THIS OPINION HAS NO PRECEDENTIAL VALUE.  IT SHOULD NOT BE CITED OR RELIED ON AS PRECEDENT IN ANY PROCEEDING EXCEPT AS PROVIDED BY RULE 268(d)(2), SCACR.

THE STATE OF SOUTH CAROLINA
In The Court of Appeals


The State, Respondent,

v.

Tarus Tremaine Henry, Sr., Appellant.


Appeal From Florence County
Ralph King Anderson, Jr., Circuit Court Judge


Unpublished Opinion No.  2011-UP-562
Heard November 3, 2011 – Filed December 13, 2011


AFFIRMED


Appellate Defender LaNelle Cantey DuRant, of Columbia, for Appellant.

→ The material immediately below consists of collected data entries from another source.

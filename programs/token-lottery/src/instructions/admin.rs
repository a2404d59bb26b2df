use anchor_lang::prelude::*;
use anchor_spl::token_interface::{Mint, TokenAccount, TokenInterface};

use crate::constants::*;
use crate::error::LotteryError;
use crate::events::*;
use crate::state::{Lottery, TokenPool};

/// Accounts required to initialize the lottery configuration.
/// The payer becomes the owner.
#[derive(Accounts)]
pub struct Initialize<'info> {
    /// The account paying for account creation and fees.
    #[account(mut)]
    pub payer: Signer<'info>,

    /// The Lottery state account that stores the global parameters.
    #[account(
        init,
        payer = payer,
        space = 8 + Lottery::INIT_SPACE,
        seeds = [LOTTERY_SEED],
        bump
    )]
    pub lottery: Box<Account<'info, Lottery>>,

    /// System program to create accounts.
    pub system_program: Program<'info, System>,
}

/// Accounts for owner-only updates of the global parameters.
#[derive(Accounts)]
pub struct UpdateConfig<'info> {
    pub authority: Signer<'info>,

    #[account(
        mut,
        seeds = [LOTTERY_SEED],
        bump = lottery.bump,
    )]
    pub lottery: Box<Account<'info, Lottery>>,
}

/// Accounts required to register a settlement token.
/// Creates the token pool and its vault on first use.
#[derive(Accounts)]
pub struct AddSupportedToken<'info> {
    /// The owner, also paying for the pool and vault rent.
    #[account(mut)]
    pub authority: Signer<'info>,

    #[account(
        mut,
        seeds = [LOTTERY_SEED],
        bump = lottery.bump,
    )]
    pub lottery: Box<Account<'info, Lottery>>,

    /// The settlement token being registered.
    #[account(mint::token_program = token_program)]
    pub mint: Box<InterfaceAccount<'info, Mint>>,

    #[account(
        init_if_needed,
        payer = authority,
        space = 8 + TokenPool::INIT_SPACE,
        seeds = [TOKEN_POOL_SEED, mint.key().as_ref()],
        bump,
    )]
    pub token_pool: Box<Account<'info, TokenPool>>,

    /// Holds the pooled balance; the lottery PDA is its authority.
    #[account(
        init_if_needed,
        payer = authority,
        seeds = [VAULT_SEED, mint.key().as_ref()],
        bump,
        token::mint = mint,
        token::authority = lottery,
        token::token_program = token_program,
    )]
    pub vault: Box<InterfaceAccount<'info, TokenAccount>>,

    /// Token program interface.
    pub token_program: Interface<'info, TokenInterface>,

    /// System program interface.
    pub system_program: Program<'info, System>,
}

/// Accounts required to remove a settlement token from the registry.
#[derive(Accounts)]
pub struct RemoveSupportedToken<'info> {
    pub authority: Signer<'info>,

    #[account(
        mut,
        seeds = [LOTTERY_SEED],
        bump = lottery.bump,
    )]
    pub lottery: Box<Account<'info, Lottery>>,

    /// CHECK: only used to derive the pool address.
    pub mint: UncheckedAccount<'info>,

    /// CHECK: address checked by seeds, decoded in the handler so unknown
    /// mints report `UnsupportedToken`.
    #[account(
        mut,
        seeds = [TOKEN_POOL_SEED, mint.key().as_ref()],
        bump,
    )]
    pub token_pool: UncheckedAccount<'info>,
}

/// Accounts required to set the ticket price of a mint.
/// The pool is created unsupported when the mint was never registered.
#[derive(Accounts)]
pub struct SetTicketPrice<'info> {
    #[account(mut)]
    pub authority: Signer<'info>,

    #[account(
        seeds = [LOTTERY_SEED],
        bump = lottery.bump,
    )]
    pub lottery: Box<Account<'info, Lottery>>,

    /// CHECK: only used to derive the pool address.
    pub mint: UncheckedAccount<'info>,

    #[account(
        init_if_needed,
        payer = authority,
        space = 8 + TokenPool::INIT_SPACE,
        seeds = [TOKEN_POOL_SEED, mint.key().as_ref()],
        bump,
    )]
    pub token_pool: Box<Account<'info, TokenPool>>,

    pub system_program: Program<'info, System>,
}

/// Initializes the lottery with default parameters and the payer as owner.
pub fn process_initialize(ctx: Context<Initialize>) -> Result<()> {
    let owner = ctx.accounts.payer.key();
    let lottery = &mut ctx.accounts.lottery;
    lottery.initialize(owner, ctx.bumps.lottery);

    msg!("Lottery initialized, owner: {}", owner);
    emit!(LotteryInitialized {
        owner,
        owner_rate: lottery.owner_rate,
        winners_count: lottery.winners_count,
    });
    Ok(())
}

pub fn process_transfer_ownership(ctx: Context<UpdateConfig>, new_owner: Pubkey) -> Result<()> {
    let caller = ctx.accounts.authority.key();
    ctx.accounts.lottery.transfer_ownership(&caller, new_owner)?;

    msg!("Ownership transferred from {} to {}", caller, new_owner);
    emit!(OwnershipTransferred {
        previous_owner: caller,
        new_owner,
    });
    Ok(())
}

pub fn process_set_owner_rate(ctx: Context<UpdateConfig>, rate: u8) -> Result<()> {
    let caller = ctx.accounts.authority.key();
    ctx.accounts.lottery.set_owner_rate(&caller, rate)?;

    msg!("Owner rate: {}", rate);
    emit!(OwnerRateUpdated { owner_rate: rate });
    Ok(())
}

pub fn process_set_winners_count(ctx: Context<UpdateConfig>, winners_count: u8) -> Result<()> {
    let caller = ctx.accounts.authority.key();
    ctx.accounts.lottery.set_winners_count(&caller, winners_count)?;

    msg!("Winners count: {}", winners_count);
    emit!(WinnersCountUpdated { winners_count });
    Ok(())
}

/// Registers `mint` with the default ticket price.
///
/// Re-adding a supported or previously removed mint resets its price to the
/// default and keeps any tickets already in the pool.
pub fn process_add_supported_token(ctx: Context<AddSupportedToken>) -> Result<()> {
    ctx.accounts
        .lottery
        .ensure_owner(&ctx.accounts.authority.key())?;

    let mint = ctx.accounts.mint.key();
    ctx.accounts.lottery.track_token(mint)?;

    let token_pool = &mut ctx.accounts.token_pool;
    token_pool.register(mint, ctx.bumps.token_pool);
    token_pool.list(ctx.bumps.vault);

    msg!("Supported token added: {}", mint);
    emit!(SupportedTokenAdded {
        mint,
        ticket_price: token_pool.ticket_price,
    });
    Ok(())
}

pub fn process_remove_supported_token(ctx: Context<RemoveSupportedToken>) -> Result<()> {
    ctx.accounts
        .lottery
        .ensure_owner(&ctx.accounts.authority.key())?;

    let mint = ctx.accounts.mint.key();
    let mut token_pool =
        TokenPool::load(&ctx.accounts.token_pool)?.ok_or(LotteryError::UnsupportedToken)?;
    token_pool.delist()?;
    token_pool.store(&ctx.accounts.token_pool)?;
    ctx.accounts.lottery.untrack_token(&mint);

    msg!("Supported token removed: {}", mint);
    emit!(SupportedTokenRemoved { mint });
    Ok(())
}

pub fn process_set_ticket_price(ctx: Context<SetTicketPrice>, price: u64) -> Result<()> {
    ctx.accounts
        .lottery
        .ensure_owner(&ctx.accounts.authority.key())?;

    let mint = ctx.accounts.mint.key();
    let token_pool = &mut ctx.accounts.token_pool;
    token_pool.register(mint, ctx.bumps.token_pool);
    token_pool.set_ticket_price(price)?;

    msg!("Ticket price for {}: {}", mint, price);
    emit!(TicketPriceUpdated {
        mint,
        ticket_price: price,
    });
    Ok(())
}
use anchor_lang::prelude::*;

use crate::constants::MAX_OWNER_RATE;
use crate::error::LotteryError;

/// How a pool is divided at draw time.
///
/// `owner_share + prize * winners + remainder == pooled`. The remainder goes
/// to the first selected winner, so no base unit stays behind in the vault.
#[derive(Clone, Copy, Debug, PartialEq, Eq)]
pub struct PayoutSplit {
    pub owner_share: u64,
    pub prize: u64,
    pub remainder: u64,
    pub winners: usize,
}

impl PayoutSplit {
    /// Prize of each winner, in selection order.
    pub fn prizes(&self) -> impl Iterator<Item = u64> + '_ {
        (0..self.winners).map(move |position| {
            if position == 0 {
                self.prize + self.remainder
            } else {
                self.prize
            }
        })
    }

    pub fn total(&self) -> u64 {
        self.prizes().sum::<u64>() + self.owner_share
    }
}

pub fn split_pot(pooled: u64, owner_rate: u8, winners: usize) -> Result<PayoutSplit> {
    require!(owner_rate <= MAX_OWNER_RATE, LotteryError::InvalidRate);
    require!(winners > 0, LotteryError::InvalidWinnersCount);

    let owner_share = u128::from(pooled) * u128::from(owner_rate) / u128::from(MAX_OWNER_RATE);
    let owner_share = u64::try_from(owner_share).map_err(|_| LotteryError::Overflow)?;
    let distributable = pooled
        .checked_sub(owner_share)
        .ok_or(LotteryError::Overflow)?;
    let winners_u64 = u64::try_from(winners).map_err(|_| LotteryError::Overflow)?;

    Ok(PayoutSplit {
        owner_share,
        prize: distributable / winners_u64,
        remainder: distributable % winners_u64,
        winners,
    })
}

#[cfg(test)]
mod tests {
    use super::*;
    use crate::error::assert_lottery_error;

    #[test]
    fn eleven_tickets_three_winners() {
        let split = split_pot(55_000_000, 10, 3).unwrap();

        assert_eq!(split.owner_share, 5_500_000);
        assert_eq!(split.prizes().collect::<Vec<_>>(), vec![16_500_000; 3]);
        assert_eq!(split.total(), 55_000_000);
    }

    #[test]
    fn remainder_goes_to_first_winner() {
        let split = split_pot(100, 7, 4).unwrap();

        assert_eq!(split.owner_share, 7);
        assert_eq!(split.remainder, 1);
        assert_eq!(split.prizes().collect::<Vec<_>>(), vec![24, 23, 23, 23]);
        assert_eq!(split.total(), 100);
    }

    #[test]
    fn owner_share_rounds_down() {
        let split = split_pot(999, 15, 4).unwrap();
        assert_eq!(split.owner_share, 149);
        assert_eq!(split.total(), 999);
    }

    #[test]
    fn rate_extremes() {
        let nothing_for_owner = split_pot(1_000, 0, 4).unwrap();
        assert_eq!(nothing_for_owner.owner_share, 0);
        assert_eq!(nothing_for_owner.prizes().collect::<Vec<_>>(), vec![250; 4]);

        let everything_for_owner = split_pot(1_000, 100, 4).unwrap();
        assert_eq!(everything_for_owner.owner_share, 1_000);
        assert!(everything_for_owner.prizes().all(|prize| prize == 0));
    }

    #[test]
    fn conservation() {
        for pooled in [0, 1, 2, 3, 17, 1_000_003, 55_000_000, u64::MAX] {
            for rate in [0, 1, 33, 50, 99, 100] {
                for winners in 1..=10 {
                    let split = split_pot(pooled, rate, winners).unwrap();
                    assert_eq!(
                        u128::from(split.owner_share)
                            + u128::from(split.prize) * winners as u128
                            + u128::from(split.remainder),
                        u128::from(pooled)
                    );
                    assert!(split.remainder < winners as u64);
                    assert_eq!(
                        split.owner_share,
                        (u128::from(pooled) * u128::from(rate) / 100) as u64
                    );
                }
            }
        }
    }

    #[test]
    fn invalid_inputs() {
        assert_lottery_error(split_pot(100, 101, 3), LotteryError::InvalidRate);
        assert_lottery_error(split_pot(100, 10, 0), LotteryError::InvalidWinnersCount);
    }
}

Attorney General Alan Wilson, Chief Deputy Attorney General John W. McIntosh, Assistant Deputy Attorney General Salley W. Elliott, and Assistant Attorney General David Spencer; all of Columbia, and E.L. Clements, III, of Florence, for Respondent.

PER CURIAM:  This appeal arises out of Appellant Tarus Tremaine Henry, Sr.'s convictions for assault and battery with intent to kill, second degree arson, and two counts of unlawful conduct towards a child.  On appeal, Henry claims the trial court erred in:  (1) admitting into evidence his statement to police and (2) refusing to charge the jury on the lesser-included offenses of assault and battery of a high and aggravated nature and attempt to burn.  We affirm pursuant to Rule 220(b), SCACR, and the following authorities:  Berghuis v. Thompkins, 130 S.Ct. 2250, 2263 (2010) (finding no evidence defendant's confession was coerced where there was no claim that police threatened him, injured him, or that defendant was in any way fearful, during a three-hour interrogation); State v. Goodwin, 384 S.C. 588, 601, 683 S.E.2d 500, 507 (Ct. App. 2009) ("The test of voluntariness is whether a defendant's will was overborne by the circumstances surrounding the giving of a confession.") (citing Dickerson v. U.S., 530 U.S. 428, 434 (2000)); State v. Gibson, 390 S.C. 347, 356, 701 S.E.2d 766, 770 (Ct. App. 2010) (finding it appropriate to decline to charge a lesser-included offense where "it very clearly appears that no evidence whatsoever exists tending to reduce the crime"); State v. Lindsey, 394 S.C. 354, 714 S.E.2d 554, 558 (Ct. App. 2011) (noting an argument is deemed abandoned on appeal when it is conclusory and made without supporting authority).

AFFIRMED.

HUFF, PIEPER, and LOCKEMY, JJ., concur.